If you are keeping score, it seems that Sanctions Compliance is a bit like the old nursery rhyme Old MacDonald Had a Farm. You know “…here a sanction, there a sanction, everywhere a sanction, sanction…”

Most of our readers should be well aware of economic sanctions programs in place by the US Government. These are designed to penalize bad actors who are affiliated with rogue political regimes or with other individuals or organizations that are involved in all sorts of nefarious endeavors, including but not limited to narcotics cartels, terrorist organizations or the proliferation of weapons of mass destruction. Most of these sanctions are administered by the US Treasury’s Office of Foreign Assets Control (OFAC). [And we have not even touched the black hole in the compliance universe represented by export control regulations!)

Through record penalties and aggressive enforcement over the past several years, the US Government has long sought to choke off funding to regimes and organizations that represent a threat to US interests, including Iran, Cuba and Syria, via enforcement of US sanctions programs.

Through recent major regulatory actions against global financial institutions including HSBC, Standard Chartered Bank and ING for violations of sanctions laws and money laundering laws, such sanctions laws have garnered considerable attention over the past several years. Civil money penalties assessed against these three institutions ranged between US$619M-$1.92B each – certainly attention getters.

Sanctions Compliance is not for the faint of heart. While OFAC Sanctions continue to grab headlines and advances, the US Government’s foreign policy agenda with well-publicized enforcement actions, other countries and regulatory bodies, including the UK, EU and UN along with more than 60 other countries, have some sort of sanctions programs in place. This, to say the least, makes sanctions compliance a much greater challenge for both corporate and financial organizations (compliance officers who read this are all too familiar with the angst that such compliance processes present)

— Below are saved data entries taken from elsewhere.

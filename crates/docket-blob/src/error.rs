use docket_types::BlobKey;
use thiserror::Error;

/// Errors produced by blob store operations.
#[derive(Debug, Clone, PartialEq, Eq, Error)]
pub enum BlobError {
    #[error("blob not found: {0}")]
    NotFound(BlobKey),

    #[error("blob key already written: {0}")]
    KeyExists(BlobKey),

    #[error("storage failure: {0}")]
    Storage(String),
}

pub type BlobResult<T> = Result<T, BlobError>;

And, while corporations and institutions are contending with the ever-changing sanctions regimes both at home and abroad, and the increasingly “creative” tactics that countries like, Iran are employing to evade sanctions, the advent of US state-level sanction sanctions programs add even more complexity to the process; and may well increase your risks of gastric reflux disease.

A growing number of US state governments have, with much less fanfare than their federal brethren, implemented foreign policies of their own. US state-based sanction/prohibition laws; thereby adding yet another layer of intricacy to the already complicated and treacherous landscape of global sanctions compliance

In recent years, Congress has enacted legislation authorizing states to prohibit investments in, or divest assets from, Sudan and Iran. The Sudan Accountability and Divestment Act of 2007 authorizes states and local governments to adopt divestment or investment prohibition measures involving (1) persons within the state or local government determines are conducting business operations in the Sudanese energy and military equipment sectors or (2) persons having a direct investment in or carrying on a trade or business with Sudanese entities or the Government of Sudan, provided certain notification requirements are met.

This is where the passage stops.